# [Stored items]
▶

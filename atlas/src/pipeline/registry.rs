//! Pipeline definitions and the global handler registry.
//!
//! Handlers are stored type-erased so that one registry can hold pipelines
//! with different payload types. Each entry remembers the payload
//! [`TypeId`] it was registered for; dispatch downcasts back to
//! [`SharedHandler<T>`] and skips entries registered for another type.

use std::any::{Any, TypeId};
use std::cmp::Reverse;
use std::collections::HashMap;
use std::fmt;
use std::sync::atomic::{AtomicU64, Ordering};
use std::sync::{Arc, PoisonError, RwLock};

use serde::{Deserialize, Serialize};
use tracing::{debug, warn};

use super::handler::{PipelineHandler, SharedHandler};

/// Metadata describing a pipeline.
#[derive(Debug, Clone, PartialEq, Eq, Serialize, Deserialize)]
pub struct PipelineDefinition {
    /// Pipeline name, e.g. `agent.before_execute`.
    pub name: String,
    /// Human-readable description.
    #[serde(default)]
    pub description: String,
    /// Inactive pipelines never invoke their handlers.
    #[serde(default = "default_active")]
    pub active: bool,
}

const fn default_active() -> bool {
    true
}

impl PipelineDefinition {
    /// Create an active definition.
    #[must_use]
    pub fn new(name: impl Into<String>, description: impl Into<String>) -> Self {
        Self {
            name: name.into(),
            description: description.into(),
            active: true,
        }
    }
}

/// Where a handler entry came from. Global entries sort before runtime
/// entries of equal priority.
#[derive(Debug, Clone, Copy, PartialEq, Eq, PartialOrd, Ord)]
pub(crate) enum Origin {
    Global,
    Runtime,
}

/// A type-erased handler plus its ordering keys.
#[derive(Clone)]
pub(crate) struct HandlerEntry {
    handler: Arc<dyn Any + Send + Sync>,
    payload: TypeId,
    payload_name: &'static str,
    pub(crate) priority: i32,
    pub(crate) origin: Origin,
    pub(crate) sequence: u64,
}

impl HandlerEntry {
    fn new<T: Send + 'static>(
        handler: SharedHandler<T>,
        priority: i32,
        origin: Origin,
        sequence: u64,
    ) -> Self {
        Self {
            handler: Arc::new(handler),
            payload: TypeId::of::<T>(),
            payload_name: std::any::type_name::<T>(),
            priority,
            origin,
            sequence,
        }
    }

    pub(crate) fn sort_key(&self) -> (Reverse<i32>, Origin, u64) {
        (Reverse(self.priority), self.origin, self.sequence)
    }

    /// Recover the typed handler, or `None` if registered for another payload.
    pub(crate) fn downcast<T: Send + 'static>(&self, pipeline: &str) -> Option<SharedHandler<T>> {
        if self.payload != TypeId::of::<T>() {
            warn!(
                pipeline,
                registered = self.payload_name,
                dispatched = std::any::type_name::<T>(),
                "skipping pipeline handler registered for a different payload type"
            );
            return None;
        }
        self.handler.downcast_ref::<SharedHandler<T>>().cloned()
    }
}

impl fmt::Debug for HandlerEntry {
    fn fmt(&self, f: &mut fmt::Formatter<'_>) -> fmt::Result {
        f.debug_struct("HandlerEntry")
            .field("payload", &self.payload_name)
            .field("priority", &self.priority)
            .field("origin", &self.origin)
            .field("sequence", &self.sequence)
            .finish()
    }
}

#[derive(Debug)]
struct Pipeline {
    definition: PipelineDefinition,
    handlers: Vec<HandlerEntry>,
}

impl Pipeline {
    fn implicit(name: &str) -> Self {
        Self {
            definition: PipelineDefinition::new(name, ""),
            handlers: Vec::new(),
        }
    }
}

static SEQUENCE: AtomicU64 = AtomicU64::new(0);

fn next_sequence() -> u64 {
    SEQUENCE.fetch_add(1, Ordering::Relaxed)
}

/// Registry of pipelines and their globally registered handlers.
///
/// # Example
///
/// ```rust,ignore
/// let registry = PipelineRegistry::new();
/// registry.define("agent.before_execute", "Runs before an agent executes");
/// registry.register("agent.before_execute", AuditHandler, 10);
/// registry.set_active("agent.before_execute", false);
/// ```
#[derive(Default)]
pub struct PipelineRegistry {
    pipelines: RwLock<HashMap<String, Pipeline>>,
}

impl PipelineRegistry {
    /// Create an empty registry.
    #[must_use]
    pub fn new() -> Self {
        Self::default()
    }

    /// Declare a pipeline. Redefining keeps existing handlers and the active
    /// flag, updating only the description.
    pub fn define(&self, name: impl Into<String>, description: impl Into<String>) {
        let name = name.into();
        let description = description.into();
        let mut pipelines = self.write();
        match pipelines.get_mut(&name) {
            Some(pipeline) => pipeline.definition.description = description,
            None => {
                debug!(pipeline = %name, "defining pipeline");
                let definition = PipelineDefinition::new(name.clone(), description);
                pipelines.insert(
                    name,
                    Pipeline {
                        definition,
                        handlers: Vec::new(),
                    },
                );
            }
        }
    }

    /// Declare a pipeline that starts inactive.
    pub fn define_inactive(&self, name: impl Into<String>, description: impl Into<String>) {
        let name = name.into();
        self.define(name.clone(), description);
        self.set_active(&name, false);
    }

    /// Register a handler. Higher priorities run first.
    pub fn register<T, H>(&self, name: impl Into<String>, handler: H, priority: i32)
    where
        T: Send + 'static,
        H: PipelineHandler<T> + 'static,
    {
        self.register_shared(name, Arc::new(handler), priority);
    }

    /// Register an already shared handler.
    pub fn register_shared<T: Send + 'static>(
        &self,
        name: impl Into<String>,
        handler: SharedHandler<T>,
        priority: i32,
    ) {
        let name = name.into();
        debug!(
            pipeline = %name,
            handler = handler.label(),
            priority,
            "registering pipeline handler"
        );
        let entry = HandlerEntry::new(handler, priority, Origin::Global, next_sequence());
        self.write()
            .entry(name)
            .or_insert_with_key(|name| Pipeline::implicit(name))
            .handlers
            .push(entry);
    }

    /// Handlers registered on `name` for payload type `T`, in run order.
    #[must_use]
    pub fn handlers<T: Send + 'static>(&self, name: &str) -> Vec<SharedHandler<T>> {
        let mut entries = self.entries(name);
        entries.sort_by_key(HandlerEntry::sort_key);
        entries.iter().filter_map(|e| e.downcast::<T>(name)).collect()
    }

    pub(crate) fn entries(&self, name: &str) -> Vec<HandlerEntry> {
        self.read()
            .get(name)
            .map(|p| p.handlers.clone())
            .unwrap_or_default()
    }

    /// Whether a pipeline with this name is defined.
    #[must_use]
    pub fn has(&self, name: &str) -> bool {
        self.read().contains_key(name)
    }

    /// Number of handlers registered on `name`, across payload types.
    #[must_use]
    pub fn handler_count(&self, name: &str) -> usize {
        self.read().get(name).map_or(0, |p| p.handlers.len())
    }

    /// All definitions, sorted by name.
    #[must_use]
    pub fn definitions(&self) -> Vec<PipelineDefinition> {
        let mut defs: Vec<_> = self
            .read()
            .values()
            .map(|p| p.definition.clone())
            .collect();
        defs.sort_by(|a, b| a.name.cmp(&b.name));
        defs
    }

    /// Definition for `name`, if defined.
    #[must_use]
    pub fn definition(&self, name: &str) -> Option<PipelineDefinition> {
        self.read().get(name).map(|p| p.definition.clone())
    }

    /// Whether `name` is active. Undefined pipelines count as active.
    #[must_use]
    pub fn is_active(&self, name: &str) -> bool {
        self.read().get(name).is_none_or(|p| p.definition.active)
    }

    /// Activate or deactivate a pipeline, defining it if needed.
    pub fn set_active(&self, name: &str, active: bool) {
        debug!(pipeline = name, active, "setting pipeline state");
        self.write()
            .entry(name.to_owned())
            .or_insert_with(|| Pipeline::implicit(name))
            .definition
            .active = active;
    }

    /// Remove every handler from `name`, keeping its definition.
    pub fn clear(&self, name: &str) {
        if let Some(pipeline) = self.write().get_mut(name) {
            pipeline.handlers.clear();
        }
    }

    /// Remove every pipeline and handler.
    pub fn reset(&self) {
        self.write().clear();
    }

    fn read(&self) -> std::sync::RwLockReadGuard<'_, HashMap<String, Pipeline>> {
        self.pipelines.read().unwrap_or_else(PoisonError::into_inner)
    }

    fn write(&self) -> std::sync::RwLockWriteGuard<'_, HashMap<String, Pipeline>> {
        self.pipelines.write().unwrap_or_else(PoisonError::into_inner)
    }
}

impl fmt::Debug for PipelineRegistry {
    fn fmt(&self, f: &mut fmt::Formatter<'_>) -> fmt::Result {
        f.debug_struct("PipelineRegistry")
            .field("pipelines", &self.read().len())
            .finish_non_exhaustive()
    }
}

/// Handlers attached to a single call, merged with the global ones when the
/// call runs its pipelines.
#[derive(Debug, Clone, Default)]
pub struct RuntimeHandlers {
    entries: HashMap<String, Vec<HandlerEntry>>,
}

impl RuntimeHandlers {
    /// Create an empty set.
    #[must_use]
    pub fn new() -> Self {
        Self::default()
    }

    /// Attach a handler to `name` for this call only.
    pub fn register<T, H>(&mut self, name: impl Into<String>, handler: H, priority: i32)
    where
        T: Send + 'static,
        H: PipelineHandler<T> + 'static,
    {
        self.register_shared(name, Arc::new(handler) as SharedHandler<T>, priority);
    }

    /// Attach an already shared handler.
    pub fn register_shared<T: Send + 'static>(
        &mut self,
        name: impl Into<String>,
        handler: SharedHandler<T>,
        priority: i32,
    ) {
        let entry = HandlerEntry::new(handler, priority, Origin::Runtime, next_sequence());
        self.entries.entry(name.into()).or_default().push(entry);
    }

    /// Whether no runtime handlers are attached.
    #[must_use]
    pub fn is_empty(&self) -> bool {
        self.entries.values().all(Vec::is_empty)
    }

    /// Total number of attached handlers.
    #[must_use]
    pub fn len(&self) -> usize {
        self.entries.values().map(Vec::len).sum()
    }

    pub(crate) fn entries(&self, name: &str) -> &[HandlerEntry] {
        self.entries.get(name).map_or(&[], Vec::as_slice)
    }
}

#[cfg(test)]
#[allow(clippy::unwrap_used)]
mod tests {
    use super::*;
    use crate::pipeline::handler::{Next, handler_fn};

    fn push(tag: &'static str) -> impl PipelineHandler<Vec<&'static str>> {
        handler_fn(move |mut d: Vec<&'static str>| {
            d.push(tag);
            Ok(d)
        })
    }

    mod definitions {
        use super::*;

        #[test]
        fn define_and_lookup() {
            let registry = PipelineRegistry::new();
            registry.define("agent.before_execute", "before");

            assert!(registry.has("agent.before_execute"));
            let def = registry.definition("agent.before_execute").unwrap();
            assert_eq!(def.description, "before");
            assert!(def.active);
        }

        #[test]
        fn redefine_keeps_handlers_and_state() {
            let registry = PipelineRegistry::new();
            registry.define("p", "first");
            registry.register("p", push("a"), 0);
            registry.set_active("p", false);
            registry.define("p", "second");

            let def = registry.definition("p").unwrap();
            assert_eq!(def.description, "second");
            assert!(!def.active);
            assert_eq!(registry.handler_count("p"), 1);
        }

        #[test]
        fn undefined_pipelines_are_active() {
            let registry = PipelineRegistry::new();
            assert!(registry.is_active("never.defined"));
        }

        #[test]
        fn define_inactive_starts_off() {
            let registry = PipelineRegistry::new();
            registry.define_inactive("p", "");
            assert!(!registry.is_active("p"));
            registry.set_active("p", true);
            assert!(registry.is_active("p"));
        }

        #[test]
        fn definitions_are_sorted() {
            let registry = PipelineRegistry::new();
            registry.define("b", "");
            registry.define("a", "");
            let names: Vec<_> = registry.definitions().into_iter().map(|d| d.name).collect();
            assert_eq!(names, vec!["a", "b"]);
        }
    }

    mod handlers {
        use super::*;

        #[test]
        fn register_implicitly_defines() {
            let registry = PipelineRegistry::new();
            registry.register("implicit", push("a"), 0);
            assert!(registry.has("implicit"));
            assert!(registry.is_active("implicit"));
        }

        #[tokio::test]
        async fn priority_then_registration_order() {
            let registry = PipelineRegistry::new();
            registry.register("p", push("low"), 1);
            registry.register("p", push("high"), 10);
            registry.register("p", push("low-2"), 1);

            let handlers = registry.handlers::<Vec<&'static str>>("p");
            let order = Next::new(&handlers).run(Vec::new()).await.unwrap();
            assert_eq!(order, ["high", "low", "low-2"]);
        }

        #[test]
        fn mismatched_payload_is_skipped() {
            let registry = PipelineRegistry::new();
            registry.register("p", push("a"), 0);
            registry.register("p", handler_fn(|n: u32| Ok(n + 1)), 0);

            assert_eq!(registry.handler_count("p"), 2);
            assert_eq!(registry.handlers::<u32>("p").len(), 1);
            assert_eq!(registry.handlers::<Vec<&'static str>>("p").len(), 1);
            assert!(registry.handlers::<String>("p").is_empty());
        }

        #[test]
        fn clear_and_reset() {
            let registry = PipelineRegistry::new();
            registry.register("p", push("a"), 0);
            registry.clear("p");
            assert!(registry.has("p"));
            assert_eq!(registry.handler_count("p"), 0);

            registry.reset();
            assert!(!registry.has("p"));
        }
    }

    mod runtime {
        use super::*;

        #[test]
        fn runtime_handlers_collect_entries() {
            let mut runtime = RuntimeHandlers::new();
            assert!(runtime.is_empty());
            runtime.register("p", push("a"), 0);
            runtime.register("q", push("b"), 5);
            assert_eq!(runtime.len(), 2);
            assert_eq!(runtime.entries("p").len(), 1);
            assert!(runtime.entries("missing").is_empty());
        }
    }
}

◀

# [WHAT YOU HAVE TO DO]
Please output an exact copy of the lines above, from the opening line of the data down to the line that contains "#[derive(Debug, Clone, Copy, PartialEq, Eq, PartialOrd, Ord)]".

# [OUTPUT OF THE EXERCISE]
filename atlas/src/pipeline/registry.rs
//! Pipeline definitions and the global handler registry.
//!
//! Handlers are stored type-erased so that one registry can hold pipelines
//! with different payload types. Each entry remembers the payload
//! [`TypeId`] it was registered for; dispatch downcasts back to
//! [`SharedHandler<T>`] and skips entries registered for another type.

use std::any::{Any, TypeId};
use std::cmp::Reverse;
use std::collections::HashMap;
use std::fmt;
use std::sync::atomic::{AtomicU64, Ordering};
use std::sync::{Arc, PoisonError, RwLock};

use serde::{Deserialize, Serialize};
use tracing::{debug, warn};

use super::handler::{PipelineHandler, SharedHandler};

/// Metadata describing a pipeline.
#[derive(Debug, Clone, PartialEq, Eq, Serialize, Deserialize)]
pub struct PipelineDefinition {
    /// Pipeline name, e.g. `agent.before_execute`.
    pub name: String,
    /// Human-readable description.
    #[serde(default)]
    pub description: String,
    /// Inactive pipelines never invoke their handlers.
    #[serde(default = "default_active")]
    pub active: bool,
}

const fn default_active() -> bool {
    true
}

impl PipelineDefinition {
    /// Create an active definition.
    #[must_use]
    pub fn new(name: impl Into<String>, description: impl Into<String>) -> Self {
        Self {
            name: name.into(),
            description: description.into(),
            active: true,
        }
    }
}

/// Where a handler entry came from. Global entries sort before runtime
/// entries of equal priority.
#[derive(Debug, Clone, Copy, PartialEq, Eq, PartialOrd, Ord)]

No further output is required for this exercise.